Building Bridges Radio: Your Community & Labor Report

Produced and Hosted by Mimi Rosenberg & Ken Nash over WBAI,99.5FM in the NYC Metro Area

WHO WE ARE

WORKERS OF THE WORLD TUNE IN! Introducing "Building Bridges: Your Community & Labor Report"

Our beat is the labor front, broadly defined, both geographically and conceptually. We examine the world of work and workers on the job as well as where they live. We examine the issues that affect their everyday lives, with a particular sensitivity towards human rights abuses, environmental concerns and the U.S. drive for global domination. We record their global struggles and provide analysis of their efforts to empower themselves and transform society to provide greater democratic, human, social, political and economic rights. Each program consists of feature stories, generally interviews, within a historical context, often accompanied by sound from demonstrations, rallies or conferences, and complemented and enhanced by poetry and instrumental or vocal -- people's culture.

Over the years Building Bridges has produced a weekly one hour program, Mondays from 7-8 PM EST, covering local, national and international labor and community issues over radio WBAI-Pacifica 99.5 FM in New York. We also produce half hour version, Building Bridges National, which is distribtued to over 40 broadcast and internet radio stations.
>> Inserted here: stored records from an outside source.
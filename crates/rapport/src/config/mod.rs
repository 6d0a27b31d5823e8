use std::env;
use std::fmt;
use std::net::{IpAddr, SocketAddr};

use crate::assessment::{CatalogPreset, UnknownPreset};

/// Distinguishes runtime behavior for different stages of the service.
#[derive(Debug, Clone, Copy, PartialEq, Eq)]
pub enum AppEnvironment {
    Development,
    Test,
    Production,
}

impl AppEnvironment {
    fn from_str(value: &str) -> Self {
        match value.trim().to_ascii_lowercase().as_str() {
            "prod" | "production" => Self::Production,
            "test" | "ci" => Self::Test,
            _ => Self::Development,
        }
    }
}

/// Top-level configuration for the application.
#[derive(Debug, Clone)]
pub struct AppConfig {
    pub environment: AppEnvironment,
    pub server: ServerConfig,
    pub telemetry: TelemetryConfig,
    pub assessment: AssessmentConfig,
}

impl AppConfig {
    pub fn load() -> Result<Self, ConfigError> {
        dotenvy::dotenv().ok();

        let environment = AppEnvironment::from_str(
            &env::var("APP_ENV").unwrap_or_else(|_| "development".to_string()),
        );

        let host = env::var("APP_HOST").unwrap_or_else(|_| "127.0.0.1".to_string());
        let port = env::var("APP_PORT")
            .unwrap_or_else(|_| "3000".to_string())
            .parse::<u16>()
            .map_err(|_| ConfigError::InvalidPort)?;

        let log_level = env::var("APP_LOG_LEVEL").unwrap_or_else(|_| "info".to_string());

        let catalog = match env::var("RAPPORT_CATALOG") {
            Ok(value) => value.parse().map_err(ConfigError::UnknownCatalog)?,
            Err(_) => CatalogPreset::default(),
        };

        Ok(Self {
            environment,
            server: ServerConfig { host, port },
            telemetry: TelemetryConfig { log_level },
            assessment: AssessmentConfig { catalog },
        })
    }
}

/// Settings controlling the HTTP server binding.
#[derive(Debug, Clone)]
pub struct ServerConfig {
    pub host: String,
    pub port: u16,
}

impl ServerConfig {
    pub fn socket_addr(&self) -> Result<SocketAddr, ConfigError> {
        if self.host.eq_ignore_ascii_case("localhost") {
            return Ok(SocketAddr::new(IpAddr::from([127, 0, 0, 1]), self.port));
        }

        let ip: IpAddr = self
            .host
            .parse()
            .map_err(|source| ConfigError::InvalidHost { source })?;

        Ok(SocketAddr::new(ip, self.port))
    }
}

/// Tracing controls.
#[derive(Debug, Clone)]
pub struct TelemetryConfig {
    pub log_level: String,
}

/// Which built-in catalog the service scores against.
#[derive(Debug, Clone)]
pub struct AssessmentConfig {
    pub catalog: CatalogPreset,
}

#[derive(Debug)]
pub enum ConfigError {
    InvalidPort,
    InvalidHost { source: std::net::AddrParseError },
    UnknownCatalog(UnknownPreset),
}

impl fmt::Display for ConfigError {
    fn fmt(&self, f: &mut fmt::Formatter<'_>) -> fmt::Result {
        match self {
            ConfigError::InvalidPort => write!(f, "APP_PORT must be a valid u16"),
            ConfigError::InvalidHost { .. } => {
                write!(f, "APP_HOST must parse to an IPv4 or IPv6 address")
            }
            ConfigError::UnknownCatalog(err) => write!(f, "RAPPORT_CATALOG: {err}"),
        }
    }
}

impl std::error::Error for ConfigError {
    fn source(&self) -> Option<&(dyn std::error::Error + 'static)> {
        match self {
            ConfigError::InvalidPort => None,
            ConfigError::InvalidHost { source } => Some(source),
            ConfigError::UnknownCatalog(err) => Some(err),
        }
    }
}

#[cfg(test)]
mod tests {
    use super::*;
    use std::env;
    use std::sync::{Mutex, OnceLock};

    fn env_guard() -> &'static Mutex<()> {
        static GUARD: OnceLock<Mutex<()>> = OnceLock::new();
        GUARD.get_or_init(|| Mutex::new(()))
    }

    fn reset_env() {
        env::remove_var("APP_ENV");
        env::remove_var("APP_HOST");
        env::remove_var("APP_PORT");
        env::remove_var("APP_LOG_LEVEL");
        env::remove_var("RAPPORT_CATALOG");
    }

    #[test]
    fn load_uses_defaults_when_env_missing() {
        let _lock = env_guard().lock().expect("env mutex poisoned");
        reset_env();
        let config = AppConfig::load().expect("config loads with defaults");
        assert_eq!(config.environment, AppEnvironment::Development);
        assert_eq!(config.server.host, "127.0.0.1");
        assert_eq!(config.server.port, 3000);
        assert_eq!(config.telemetry.log_level, "info");
        assert_eq!(config.assessment.catalog, CatalogPreset::Weighted);
    }

    #[test]
    fn accepts_localhost_host() {
        let _lock = env_guard().lock().expect("env mutex poisoned");
        reset_env();
        env::set_var("APP_HOST", "localhost");
        let config = AppConfig::load().expect("config loads");
        let addr = config.server.socket_addr().expect("localhost resolves");
        assert_eq!(addr, SocketAddr::new(IpAddr::from([127, 0, 0, 1]), 3000));
        reset_env();
    }

    #[test]
    fn selects_catalog_from_env() {
        let _lock = env_guard().lock().expect("env mutex poisoned");
        reset_env();
        env::set_var("RAPPORT_CATALOG", "gift-bonus");
        let config = AppConfig::load().expect("config loads");
        assert_eq!(config.assessment.catalog, CatalogPreset::GiftBonus);
        reset_env();
    }

    #[test]
    fn rejects_unknown_catalog_and_bad_port() {
        let _lock = env_guard().lock().expect("env mutex poisoned");
        reset_env();
        env::set_var("RAPPORT_CATALOG", "astrology");
        let err = AppConfig::load().expect_err("unknown catalog rejected");
        assert!(matches!(err, ConfigError::UnknownCatalog(_)));
        assert!(err.to_string().contains("astrology"));

        reset_env();
        env::set_var("APP_PORT", "not-a-port");
        let err = AppConfig::load().expect_err("bad port rejected");
        assert!(matches!(err, ConfigError::InvalidPort));
        reset_env();
    }
}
For more information you can contact us at knash@igc.org
In Struggle Mimi Rosenberg & Ken Nash

Building Bridges: Malalai Joya - an Afghan Woman Who Dared to Speak Out - 28:17  

A Woman Among Warlords: The Extraordinary Story of
an Afghan Woman Who Dared to Speak Out
with
Malalai Joya

Malalai Joya, is an extraordinary young woman who helped establish a free medical clinic and orphanage in her impoverished home province of Farah; and a constitutional assembly in Kabul, Afghanistan.  She became the youngest person elected to Afghanistan’s new Parliament, but in 2007 was suspended for her persistent criticism of the warlords, drug barons and their cronies.  She has survived four assassination attempts and now sleeps only
in safe houses, accompanied at all times by armed guards.  Malalai takes us inside her important and insufficiently understood country, explaining the desperate day-to-day situations its remarkable people face at every turn, and recounts some of the many acts of rebellion that are helping to change it. A controversial political figure in one of the most dangerous places on earth, Malalai Joya is a woman of tremendous grit and determination, a sheroe in the struggle for self-determination, for peace and justice.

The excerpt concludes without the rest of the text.